Education is a field ruled by discourse. Every month there seems to be a new debate about parents, teachers and scholars: whether masks in schools impede childhood development, whether Montessori schools are a revolution or a scam. But there’s one phenomenon that has steadily garnered more and more attention over the past few years: boys aren’t going to school at the same rates as they once were. Women now make up nearly 60% of college students nationwide. At Brown, the number of women in the undergraduate population first surpassed the number of men in 1994, and the college’s current enrollment is 53% female and 47% male. However, there are recent arguments that too much progress has been made at the expense of male applicants. A simple Google search of the phrase “gender in college” spawns a list of articles about the drop in male applicants, each headline punchier and more sensational than the last. They raise questions about the necessity of gender-based affirmative action, new frameworks for early childhood education and expanded support networks for adolescent boys — but notably absent from the results of this search is any mention of some of the most pressing gendered issues in academic environments. This discourse around the so-called feminization of the education system unintentionally obscures the problems that female students face and hinders opportunities for more complete conversations about gender in higher education.
The growing proportion of women in higher ed powerfully demonstrates the progress made throughout the 20th century. No longer is a woman seeking higher education deemed an abnormality or limited to attending a single-sex school; women now constitute the majority of the student body at the most selective co-ed institutions in the country. However, most universities still seek to achieve a 50/50 gender balance in their student populations, leading to higher acceptance rates for men in recent years. In 2014, the Washington Post reported that 64 universities, including Brown, have made it markedly more difficult for girls to get in compared to their male peers. Advocates for gender-based affirmative action argue that boys experience greater social and pedagogical challenges in schools, warranting such policies. The implication of those arguments is that schools and colleges are spaces where girls, on average, more easily succeed. According to sociologists, classroom environments are better aligned with “feminine” tendencies toward greater self-discipline and rule-following. These dynamics, studies indicate, make boys more likely to struggle with behavioral and academic problems as children and less likely to maintain high GPAs and apply to college as adolescents.

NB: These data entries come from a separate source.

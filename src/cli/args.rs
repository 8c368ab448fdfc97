// src/cli/args.rs
use crate::constants::{
    BIND_ALL_ADDRESS, BROWSERS, DEFAULT_DEV_LOGGER_PORT, DEFAULT_LIVERELOAD_PORT,
    DEFAULT_SERVER_PORT,
};
use crate::core::serve::ServeOptions;
use clap::{Parser, Subcommand};

#[derive(Parser, Debug)]
#[command(
    no_binary_name = true,
    about = "Start a local dev server for app dev/testing."
)]
pub struct ServeArgs {
    /// Print app console logs to the terminal.
    #[arg(long, short = 'c')]
    pub consolelogs: bool,

    /// Print dev server logs to the terminal.
    #[arg(long, short = 's', hide = true)]
    pub serverlogs: bool,

    /// Use specific address for the dev server.
    #[arg(long, default_value = BIND_ALL_ADDRESS)]
    pub address: String,

    /// Use specific port for HTTP.
    #[arg(long, short = 'p', default_value_t = DEFAULT_SERVER_PORT)]
    pub port: u16,

    /// Use specific port for live-reload.
    #[arg(long = "livereload-port", short = 'r', default_value_t = DEFAULT_LIVERELOAD_PORT)]
    pub livereload_port: u16,

    /// Use specific port for the dev logger.
    #[arg(long = "dev-logger-port", default_value_t = DEFAULT_DEV_LOGGER_PORT)]
    pub dev_logger_port: u16,

    /// Do not open a browser window.
    #[arg(long, short = 'b')]
    pub nobrowser: bool,

    /// Do not add proxies.
    #[arg(long, short = 'x')]
    pub noproxy: bool,

    #[arg(long, short = 'w', help = browser_help())]
    pub browser: Option<String>,

    /// Specifies a path to open to (e.g. `/#/tab/dash`).
    #[arg(long, short = 'o')]
    pub browseroption: Option<String>,

    /// Test your apps on multiple platform types in the browser.
    #[arg(long, short = 'l')]
    pub lab: bool,

    /// Start serve with a specific platform (`ios`, `android`).
    #[arg(long, short = 't')]
    pub platform: Option<String>,

    /// Protect the dev server with basic auth.
    #[arg(long, hide = true)]
    pub auth: Option<String>,

    /// Broadcast the dev server for discovery by devices on the local network.
    #[arg(long)]
    pub broadcast: bool,
}

impl ServeArgs {
    pub fn to_options(&self) -> ServeOptions {
        ServeOptions {
            address: self.address.clone(),
            port: self.port,
            livereload_port: self.livereload_port,
            dev_logger_port: self.dev_logger_port,
            consolelogs: self.consolelogs,
            serverlogs: self.serverlogs,
            open_browser: !self.nobrowser,
            proxy: !self.noproxy,
            browser: self.browser.clone(),
            browser_option: self.browseroption.clone(),
            lab: self.lab,
            platform: self.platform.clone(),
            auth: self.auth.clone(),
            broadcast: self.broadcast,
        }
    }
}

#[derive(Parser, Debug)]
#[command(no_binary_name = true, about = "Print project, system, and environment information.")]
pub struct InfoArgs {
    /// Print the information as JSON.
    #[arg(long)]
    pub json: bool,
}

#[derive(Parser, Debug)]
#[command(no_binary_name = true, about = "Manage CLI configuration values.")]
pub struct ConfigArgs {
    #[command(subcommand)]
    pub action: ConfigAction,
}

#[derive(Subcommand, Debug, PartialEq, Eq)]
pub enum ConfigAction {
    /// Print a config value, or the whole document without a key.
    Get {
        key: Option<String>,
        /// Print the value as JSON.
        #[arg(long)]
        json: bool,
    },
    /// Set a config value.
    Set {
        key: String,
        value: String,
        /// Always parse the value as JSON.
        #[arg(long)]
        json: bool,
    },
    /// Remove a config value.
    Unset { key: String },
}

#[derive(Parser, Debug, Default)]
#[command(no_binary_name = true, about = "Log in to Ionic.")]
pub struct LoginArgs {
    pub email: Option<String>,
    pub password: Option<String>,
}

#[derive(Parser, Debug, Default)]
#[command(no_binary_name = true, about = "Log out of Ionic.")]
pub struct LogoutArgs {}

fn browser_help() -> String {
    format!("Specifies the browser to use ({})", BROWSERS.join(", "))
}
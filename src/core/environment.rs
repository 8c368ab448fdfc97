//! # Command Environment
//!
//! The per-invocation aggregate every command receives. Bootstrap runs in a
//! fixed order:
//!
//! 1. load the global config and gather flags;
//! 2. apply the interactivity downgrade (config, terminal, CI) exactly once;
//! 3. build the prompt service and task chain from that single value;
//! 4. find the project directory and classify it;
//! 5. build the shell, session and API client, prepare the config directory;
//! 6. assemble the environment and `open()` it;
//! 7. print start-up warnings.
//!
//! No network calls happen here. Diagnostics are gathered only when a command
//! asks for them through [`CommandEnvironment::get_info`].

use crate::CancellationToken;
use crate::constants::{
    CONFIG_FILE, ERROR_VERSION_TOO_OLD, LOCAL_ERROR_ENV, PROJECT_FILE, PROXY_ENVIRONMENT_VARIABLES,
};
use crate::core::config_store::{ConfigError, ConfigStore};
use crate::core::paths::{self, PathError};
use crate::core::project::{self, Project};
use crate::core::session::{ApiClient, HttpApiClient, SessionManager};
use crate::core::tasks::TaskChain;
use crate::models::{ConfigDocument, Flags, InfoGroup, InfoItem};
use crate::system::executor::ShellExecutor;
use crate::system::logger::Logger;
use crate::system::prompt::PromptService;
use crate::system::terminal::TerminalInfo;
use std::collections::HashMap;
use std::path::PathBuf;
use std::sync::Arc;
use thiserror::Error;

#[derive(Error, Debug)]
pub enum EnvironmentError {
    #[error("Path error: {0}")]
    Path(#[from] PathError),
    #[error("Config error: {0}")]
    Config(#[from] ConfigError),
    #[error("Could not determine the current directory: {0}")]
    CurrentDir(#[source] std::io::Error),
}

/// Process-wide facts, captured once and passed by value instead of being
/// read from ambient globals by each component.
#[derive(Debug, Clone)]
pub struct ProcessContext {
    /// The directory the CLI was invoked from.
    pub exec_path: PathBuf,
    pub version: String,
    /// Path of the running executable.
    pub lib_path: PathBuf,
    pub env: HashMap<String, String>,
    pub terminal: TerminalInfo,
}

impl ProcessContext {
    pub fn from_process() -> Result<Self, EnvironmentError> {
        let env: HashMap<String, String> = std::env::vars().collect();
        let exec_path = std::env::current_dir().map_err(EnvironmentError::CurrentDir)?;
        let lib_path = std::env::current_exe().unwrap_or_else(|_| exec_path.clone());
        let terminal = TerminalInfo::detect(&env);

        Ok(Self {
            exec_path,
            version: env!("CARGO_PKG_VERSION").to_string(),
            lib_path,
            env,
            terminal,
        })
    }
}

/// Global switches as parsed from the command line.
#[derive(Debug, Clone, Copy, Default, PartialEq, Eq)]
pub struct InvocationArgs {
    pub no_interactive: bool,
    pub confirm: bool,
    pub quiet: bool,
    pub verbose: bool,
    /// The removed `--yarn` / `--no-yarn` flag, if it was given.
    pub yarn: Option<bool>,
}

/// Derives the flags snapshot from the command line alone.
pub fn gather_flags(args: &InvocationArgs) -> Flags {
    Flags {
        interactive: !args.no_interactive,
        confirm: args.confirm,
        quiet: args.quiet,
        verbose: args.verbose,
    }
}

/// Interactivity survives only if it was requested, the config does not
/// disable it, output is a real terminal, and no CI environment is detected.
pub fn resolve_interactive(requested: bool, config: &ConfigDocument, terminal: TerminalInfo) -> bool {
    requested && config.is_interactive() && terminal.tty && !terminal.ci
}

/// The warning for the removed `--yarn` / `--no-yarn` flag.
pub fn deprecated_flag_warning(yarn: Option<bool>) -> Option<String> {
    yarn.map(|use_yarn| {
        let client = if use_yarn { "yarn" } else { "npm" };
        format!(
            "--yarn / --no-yarn was removed in CLI 4.0. Use `ionic config set npmClient {}`.",
            client
        )
    })
}

/// The warning for a bypassed, too-old local CLI install.
pub fn local_install_warning(env: &HashMap<String, String>) -> Option<&'static str> {
    match env.get(LOCAL_ERROR_ENV) {
        Some(value) if value == ERROR_VERSION_TOO_OLD => {
            Some("Detected locally installed Ionic CLI, but it's too old--using global CLI.")
        }
        _ => None,
    }
}

#[derive(Debug)]
pub struct CommandEnvironment {
    ctx: ProcessContext,
    flags: Flags,
    log: Logger,
    config: Arc<ConfigStore>,
    shell: Arc<ShellExecutor>,
    project: Arc<Project>,
    session: SessionManager,
    tasks: TaskChain,
    prompt: PromptService,
    cancellation: CancellationToken,
    proxy_vars: Vec<(String, String)>,
    warnings: Vec<String>,
}

/// Builds the environment with the HTTP API client.
pub fn generate_environment(
    ctx: ProcessContext,
    args: &InvocationArgs,
    log: Logger,
) -> Result<CommandEnvironment, EnvironmentError> {
    assemble(ctx, args, log, Box::new(HttpApiClient::new()))
}

/// Builds the environment with an explicit API client.
pub fn assemble(
    ctx: ProcessContext,
    args: &InvocationArgs,
    log: Logger,
    client: Box<dyn ApiClient>,
) -> Result<CommandEnvironment, EnvironmentError> {
    let config_dir = paths::resolve_config_dir(&ctx.env)?;
    let config = Arc::new(ConfigStore::new(config_dir, CONFIG_FILE));
    let config_data = config.load()?;
    log::debug!("Terminal info: {:?}", ctx.terminal);

    let mut flags = gather_flags(args);
    flags.interactive = resolve_interactive(flags.interactive, &config_data, ctx.terminal);

    let prompt = PromptService::new(flags.interactive, flags.confirm);
    let tasks = TaskChain::new(flags.interactive, &prompt);

    let project_dir = paths::find_base_directory(&ctx.exec_path, PROJECT_FILE);
    let proxy_vars: Vec<(String, String)> = PROXY_ENVIRONMENT_VARIABLES
        .iter()
        .filter_map(|var| {
            ctx.env
                .get(*var)
                .filter(|value| !value.is_empty())
                .map(|value| ((*var).to_string(), value.clone()))
        })
        .collect();

    let cancellation = CancellationToken::new();
    let shell = Arc::new(ShellExecutor::new(project_dir.clone(), cancellation.clone()));
    let project = Arc::new(project::get_project(project_dir.as_deref()));
    let session = SessionManager::new(config.clone(), client, project.clone());

    config.prepare()?;

    let mut warnings: Vec<String> = Vec::new();
    if let Some(warning) = local_install_warning(&ctx.env) {
        warnings.push(warning.to_string());
    }
    if let Some(warning) = deprecated_flag_warning(args.yarn) {
        warnings.push(warning);
    }

    let env = CommandEnvironment {
        ctx,
        flags,
        log,
        config,
        shell,
        project,
        session,
        tasks,
        prompt,
        cancellation,
        proxy_vars,
        warnings,
    };
    env.open();

    for warning in &env.warnings {
        log::warn!("{}", warning);
    }
    log::debug!("CLI flags: {:?}", env.flags);

    Ok(env)
}

impl CommandEnvironment {
    /// Registers process-lifecycle hooks: Ctrl+C cancels the environment's
    /// token so long-running commands can shut down cleanly. Needs a Tokio
    /// runtime; without one, no handler is installed.
    pub fn open(&self) {
        let Ok(runtime) = tokio::runtime::Handle::try_current() else {
            log::debug!("No async runtime; skipping signal handler registration.");
            return;
        };

        let token = self.cancellation.clone();
        runtime.spawn(async move {
            match tokio::signal::ctrl_c().await {
                Ok(()) => {
                    log::debug!("Received interrupt, shutting down.");
                    token.cancel();
                }
                Err(e) => log::debug!("Could not listen for interrupt: {}", e),
            }
        });
    }

    pub fn ctx(&self) -> &ProcessContext {
        &self.ctx
    }

    pub fn flags(&self) -> Flags {
        self.flags
    }

    pub fn logger(&self) -> Logger {
        self.log
    }

    pub fn config(&self) -> &Arc<ConfigStore> {
        &self.config
    }

    pub fn shell(&self) -> &Arc<ShellExecutor> {
        &self.shell
    }

    pub fn project(&self) -> &Project {
        &self.project
    }

    pub fn session(&self) -> &SessionManager {
        &self.session
    }

    pub fn tasks(&self) -> &TaskChain {
        &self.tasks
    }

    pub fn prompt(&self) -> &PromptService {
        &self.prompt
    }

    pub fn cancellation(&self) -> &CancellationToken {
        &self.cancellation
    }

    /// Warnings emitted while bootstrapping (deprecated flags and the like).
    pub fn startup_warnings(&self) -> &[String] {
        &self.warnings
    }

    /// Collects the diagnostics snapshot. Recomputed on every call.
    pub async fn get_info(&self) -> Vec<InfoItem> {
        let lib_dir = self
            .ctx
            .lib_path
            .parent()
            .map(|p| p.display().to_string())
            .unwrap_or_default();

        let mut info = vec![
            InfoItem::new(InfoGroup::Ionic, "ionic", &self.ctx.version)
                .with_flair("Ionic CLI")
                .with_path(lib_dir),
        ];

        let node = self.tool_version("node", &["-v"]).await;
        let node_path = match node {
            Some(_) => self.tool_version("node", &["-p", "process.execPath"]).await,
            None => None,
        };
        info.push(tool_item("NodeJS", node, node_path));
        let npm = self.tool_version("npm", &["-v"]).await;
        info.push(tool_item("npm", npm, None));
        info.push(InfoItem::new(InfoGroup::System, "OS", os_name(&self.shell).await));

        info.extend(
            self.proxy_vars
                .iter()
                .map(|(key, value)| InfoItem::new(InfoGroup::Environment, key, value)),
        );
        info.extend(self.project.get_info());
        if !self.project.is_outside() {
            if let Some(app_id) = self.session.linked_app_id() {
                info.push(InfoItem::new(InfoGroup::Project, "linked app", app_id));
            }
        }
        info
    }

    async fn tool_version(&self, program: &str, args: &[&str]) -> Option<String> {
        match self.shell.cmdinfo(program, args).await {
            Ok(Some(output)) if !output.is_empty() => Some(output),
            Ok(_) => None,
            Err(e) => {
                log::debug!("Could not query {} {:?}: {}", program, args, e);
                None
            }
        }
    }
}

/// A system tool entry; a missing tool is reported as "not installed".
fn tool_item(key: &str, version: Option<String>, path: Option<String>) -> InfoItem {
    let item = InfoItem::new(
        InfoGroup::System,
        key,
        version.unwrap_or_else(|| "not installed".to_string()),
    );
    match path {
        Some(path) => item.with_path(path),
        None => item,
    }
}

async fn os_name(shell: &ShellExecutor) -> String {
    if cfg!(unix) {
        if let Ok(Some(name)) = shell.cmdinfo("uname", &["-sr"]).await {
            if !name.is_empty() {
                return name;
            }
        }
    }
    std::env::consts::OS.to_string()
}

However, this conversation fails to acknowledge that educational institutions at every level are largely unwelcoming to and uniquely challenging for their female students. And the obstacles they face are much graver, and arguably more tangible, than the social handicaps that boys are said to have when they come to college. When coverage in the media implicitly ascribes greater significance to the latter, advocacy and policy around issues facing women suffer in turn. While the past few decades have seen immense progress for the representation of women in STEM classrooms and careers, there are still significant imbalances in the gender breakdowns of both high school and college courses — and these barriers to entry are even steeper for women of color. These fields remain so male-dominated that even when women make their way into a computer science class, they are unlikely to have female mentors. A culture of masculinity in the classroom also leads women to suffer from what’s referred to in social research as the “confidence gap.” Representation in these classes may be growing, but that doesn’t mean that women are able to truly thrive there. The fact remains that, whether or not men have lower GPAs or struggle with developing behavioral skills in early childhood, they still will go on to make higher salaries in nearly every field.
It’s also difficult to swallow the idea of the college campus being a space better suited to women when Brown students and alums are in the midst of filing a federal class action lawsuit against the University for gross mismanagement of sexual assault claims. Assault and harassment remain an undeniable part of college culture. The Red Zone, Title IX — these terms are an essential part of the female student’s vernacular. University policies and programs around sexual health and safety, in addition to student-run groups like End Sexual Violence at Brown, are meant to help address the problem, but it’s rare to see similar initiatives in high schools. University resources can only do so much to combat issues that have been allowed to fester for the previous twelve years of schooling. It may be more difficult for boys to sit still and develop reading skills at a young age, but this same period is also when behaviors of misogyny are first learned at the expense of their female classmates. The fact remains that these communities are tied to a society biased against women — policy solutions and activism focused solely on higher ed will never reach the root of the problem, and a discourse obsessed with a slightly declining male enrollment certainly doesn’t help.
This isn’t to say that the educational challenges faced by boys or the declining number of men pursuing higher education aren’t deserving of attention. But these issues are all too often framed as “either-or” scenarios — boys are disadvantaged in schools therefore girls must be experiencing advantages — when the reality is that acting as if only one gender experiences academic challenges is a fruitless and even harmful endeavor. Girls are able to succeed in their school environments, but only as long as they are able to break into male-dominated fields while doing the additional work of navigating a misogynistic culture. Policy makers, administrators and scholars will continue to brainstorm ways to expand education and better meet the needs of students in their transition to college and beyond. It’s crucial that, in doing so, they don’t only focus on the gender disparities recently dominating the headlines, but also the ones that have long defined the American classroom.